A group presentation [itex]G = (a,b : a^m = b^n = 1, ba = a^db)[/itex] defines a group of order [itex]mn[/itex] if and only if [itex]d^n \equiv 1[/itex] (mod [itex]m[/itex]).


Homework Equations


One book that I read presents a solution in a way of constructing a group of said order by defining associative binary operation on set of formal products [itex]a^ib^j, i = 0, \ldots, m-1, j = 0, \ldots, n-1[/itex] in a complicated way, and I am sort of unsatisfied with that proof. I would much rather work with the presentation itself and for example show that given the valid congruence, the elements of set [itex]a^ib^j, i = 0, \ldots, m-1, j = 0, \ldots, n-1[/itex] are all distinct. Could this be possible?

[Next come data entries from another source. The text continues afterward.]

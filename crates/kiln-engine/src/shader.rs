//! Compiled shader programs.
//!
//! Shader source is opaque WGSL text compiled by wgpu; this layer only
//! carries the module handle. Entry-point names referenced at pipeline
//! construction must exactly match names declared in the source.

use crate::device::Device;

/// An immutable compiled GPU program, possibly naming several entry
/// points (compute, vertex, fragment). May be shared by multiple
/// pipelines.
pub struct ShaderProgram {
    module: wgpu::ShaderModule,
    label: String,
}

impl ShaderProgram {
    /// Compiles WGSL source text.
    ///
    /// Malformed source surfaces through wgpu's error scopes at pipeline
    /// construction; this call itself does not validate entry points.
    pub fn new(device: &Device, label: &str, source: &str) -> Self {
        let module = device
            .raw()
            .create_shader_module(wgpu::ShaderModuleDescriptor {
                label: Some(label),
                source: wgpu::ShaderSource::Wgsl(source.into()),
            });

        Self {
            module,
            label: label.to_string(),
        }
    }

    pub fn label(&self) -> &str {
        &self.label
    }

    pub(crate) fn module(&self) -> &wgpu::ShaderModule {
        &self.module
    }
}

For example, it is clear that the condition is necessary. In [itex]G[/itex] we have [itex]a = 1\cdot a= b^na[/itex] and by repeated application of the relation [itex]ba = a^db[/itex] we obtain [itex]a = b^na = a^{d^n}b^n = a^{d^n}[/itex], hence if [itex]d^n \not\equiv 1[/itex] (mod [itex]m[/itex]) then clearly [itex]a[/itex] has order less than [itex]m[/itex], and the number of distinct elements in [itex]G[/itex] is bounded from above by [itex]ord(a)\cdot ord(b) \leq mn[/itex]. It is not as clear to me if one can go the other way around as easily.

Perhaps anyone know of anywhere on the internet where I can read more about this result? It is apparently quite famous and due to Cayley, but afaik neither Hungerford or Dummit and Foote mention it in their books.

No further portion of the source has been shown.